Extracted material: Begin

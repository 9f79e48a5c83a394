use super::super::rotl64;

pub fn theta(state: &mut [[u64; 5]; 5]) {
	let mut parities = [0; 5];

	for x in 0 .. 5 {
		for y in 0 .. 5 {
			parities[x] ^= state[x][y];
		}
	}

	// parities are complete before any lane changes, so the update below can run in place
	for x in 0 .. 5 {
		let xm1 = (x + 4) % 5;
		let xp1 = (x + 1) % 5;

		let crossed_parities = parities[xm1] ^ rotl64(parities[xp1], 1);

		for y in 0 .. 5 {
			state[x][y] ^= crossed_parities;
		}
	}
}

#[test]
fn single_bit_spreads_to_neighbouring_columns() {
	let mut state = [[0; 5]; 5];
	state[2][3] = 1;

	theta(&mut state);

	for y in 0 .. 5 {
		// column 3 sees column 2 unrotated, column 1 sees it rotated by one
		assert_eq!(state[3][y], 1);
		assert_eq!(state[1][y], 2);
		assert_eq!(state[0][y], 0);
		assert_eq!(state[4][y], 0);
	}

	assert_eq!(state[2][3], 1);
	assert_eq!(state[2][0], 0);
}
/// Strip parameters and whitespace from a `content-type` value, lower-casing the essence.
pub fn mime_essence(content_type: &str) -> String {
    content_type
        .split(';')
        .next()
        .unwrap_or("")
        .trim()
        .to_ascii_lowercase()
}

/// Derive an extension from the MIME subtype alone.
///
/// `image/png` becomes `png`, structured suffixes are dropped (`image/svg+xml` becomes
/// `svg`) and the JavaScript subtypes map to `js`. Returns `None` for an empty subtype.
pub fn subtype_extension(content_type: &str) -> Option<String> {
    let essence = mime_essence(content_type);
    let subtype = essence.rsplit('/').next().unwrap_or("");
    let subtype = subtype.split('+').next().unwrap_or("");

    match subtype {
        "" => None,
        "x-javascript" | "javascript" => Some("js".to_string()),
        other => Some(other.to_string()),
    }
}

/// Map a declared content type to a conventional file extension.
///
/// Types the MIME database lists with several extensions use a preferred choice, the rest
/// take the first registered extension. Types unknown to the database fall back to
/// [`subtype_extension`].
pub fn extension_for_mime(content_type: &str) -> Option<String> {
    let essence = mime_essence(content_type);
    if let Some(preferred) = preferred_extension(&essence) {
        return Some(preferred.to_string());
    }

    match mime_guess::get_mime_extensions_str(&essence).and_then(|known| known.first()) {
        Some(extension) => Some((*extension).to_string()),
        None => subtype_extension(&essence),
    }
}

// Database entries are sorted, so `image/jpeg` would otherwise become `jfif`.
fn preferred_extension(essence: &str) -> Option<&'static str> {
    let extension = match essence {
        "image/jpeg" | "image/pjpeg" => "jpeg",
        "image/x-icon" | "image/vnd.microsoft.icon" => "ico",
        "text/html" => "html",
        "text/plain" => "txt",
        "text/xml" | "application/xml" => "xml",
        "application/json" | "text/json" => "json",
        "application/javascript" | "application/x-javascript" | "text/javascript" => "js",
        "application/octet-stream" => "bin",
        "application/vnd.ms-excel" => "xls",
        "application/vnd.ms-powerpoint" => "ppt",
        "font/ttf" | "application/x-font-ttf" => "ttf",
        "audio/mpeg" => "mp3",
        "audio/mp4" => "m4a",
        _ => return None,
    };
    Some(extension)
}

/// Split a file name into stem and extension (including the dot).
///
/// A leading dot does not start an extension, so `.htaccess` has none.
pub fn split_extension(file_name: &str) -> (&str, &str) {
    match file_name.rfind('.') {
        Some(index) if index > 0 => file_name.split_at(index),
        _ => (file_name, ""),
    }
}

Extracted material: End

All records must be repeated exactly, with none skipped.

» **Answer below**:
repository 9f79e48a5c83a394
use super::super::rotl64;

pub fn theta(state: &mut [[u64; 5]; 5]) {
	let mut parities = [0; 5];

	for x in 0 .. 5 {
		for y in 0 .. 5 {
			parities[x] ^= state[x][y];
		}
	}

	// parities are complete before any lane changes, so the update below can run in place
	for x in 0 .. 5 {
		let xm1 = (x + 4) % 5;
		let xp1 = (x + 1) % 5;

		let crossed_parities = parities[xm1] ^ rotl64(parities[xp1], 1);

		for y in 0 .. 5 {
			state[x][y] ^= crossed_parities;
		}
	}
}

#[test]
fn single_bit_spreads_to_neighbouring_columns() {
	let mut state = [[0; 5]; 5];
	state[2][3] = 1;

	theta(&mut state);

	for y in 0 .. 5 {
		// column 3 sees column 2 unrotated, column 1 sees it rotated by one
		assert_eq!(state[3][y], 1);
		assert_eq!(state[1][y], 2);
		assert_eq!(state[0][y], 0);
		assert_eq!(state[4][y], 0);
	}

	assert_eq!(state[2][3], 1);
	assert_eq!(state[2][0], 0);
}
/// Strip parameters and whitespace from a `content-type` value, lower-casing the essence.
pub fn mime_essence(content_type: &str) -> String {
    content_type
        .split(';')
        .next()
        .unwrap_or("")
        .trim()
        .to_ascii_lowercase()
}

/// Derive an extension from the MIME subtype alone.
///
/// `image/png` becomes `png`, structured suffixes are dropped (`image/svg+xml` becomes
/// `svg`) and the JavaScript subtypes map to `js`. Returns `None` for an empty subtype.
pub fn subtype_extension(content_type: &str) -> Option<String> {
    let essence = mime_essence(content_type);
    let subtype = essence.rsplit('/').next().unwrap_or("");
    let subtype = subtype.split('+').next().unwrap_or("");

    match subtype {
        "" => None,
        "x-javascript" | "javascript" => Some("js".to_string()),
        other => Some(other.to_string()),
    }
}

/// Map a declared content type to a conventional file extension.
///
/// Types the MIME database lists with several extensions use a preferred choice, the rest
/// take the first registered extension. Types unknown to the database fall back to
/// [`subtype_extension`].
pub fn extension_for_mime(content_type: &str) -> Option<String> {
    let essence = mime_essence(content_type);
    if let Some(preferred) = preferred_extension(&essence) {
        return Some(preferred.to_string());
    }

    match mime_guess::get_mime_extensions_str(&essence).and_then(|known| known.first()) {
        Some(extension) => Some((*extension).to_string()),
        None => subtype_extension(&essence),
    }
}

// Database entries are sorted, so `image/jpeg` would otherwise become `jfif`.
fn preferred_extension(essence: &str) -> Option<&'static str> {
    let extension = match essence {
        "image/jpeg" | "image/pjpeg" => "jpeg",
        "image/x-icon" | "image/vnd.microsoft.icon" => "ico",
        "text/html" => "html",
        "text/plain" => "txt",
        "text/xml" | "application/xml" => "xml",
        "application/json" | "text/json" => "json",
        "application/javascript" | "application/x-javascript" | "text/javascript" => "js",
        "application/octet-stream" => "bin",
        "application/vnd.ms-excel" => "xls",
        "application/vnd.ms-powerpoint" => "ppt",
        "font/ttf" | "application/x-font-ttf" => "ttf",
        "audio/mpeg" => "mp3",
        "audio/mp4" => "m4a",
        _ => return None,
    };
    Some(extension)
}

/// Split a file name into stem and extension (including the dot).
///
/// A leading dot does not start an extension, so `.htaccess` has none.
pub fn split_extension(file_name: &str) -> (&str, &str) {
    match file_name.rfind('.') {
        Some(index) if index > 0 => file_name.split_at(index),
        _ => (file_name, ""),
    }
}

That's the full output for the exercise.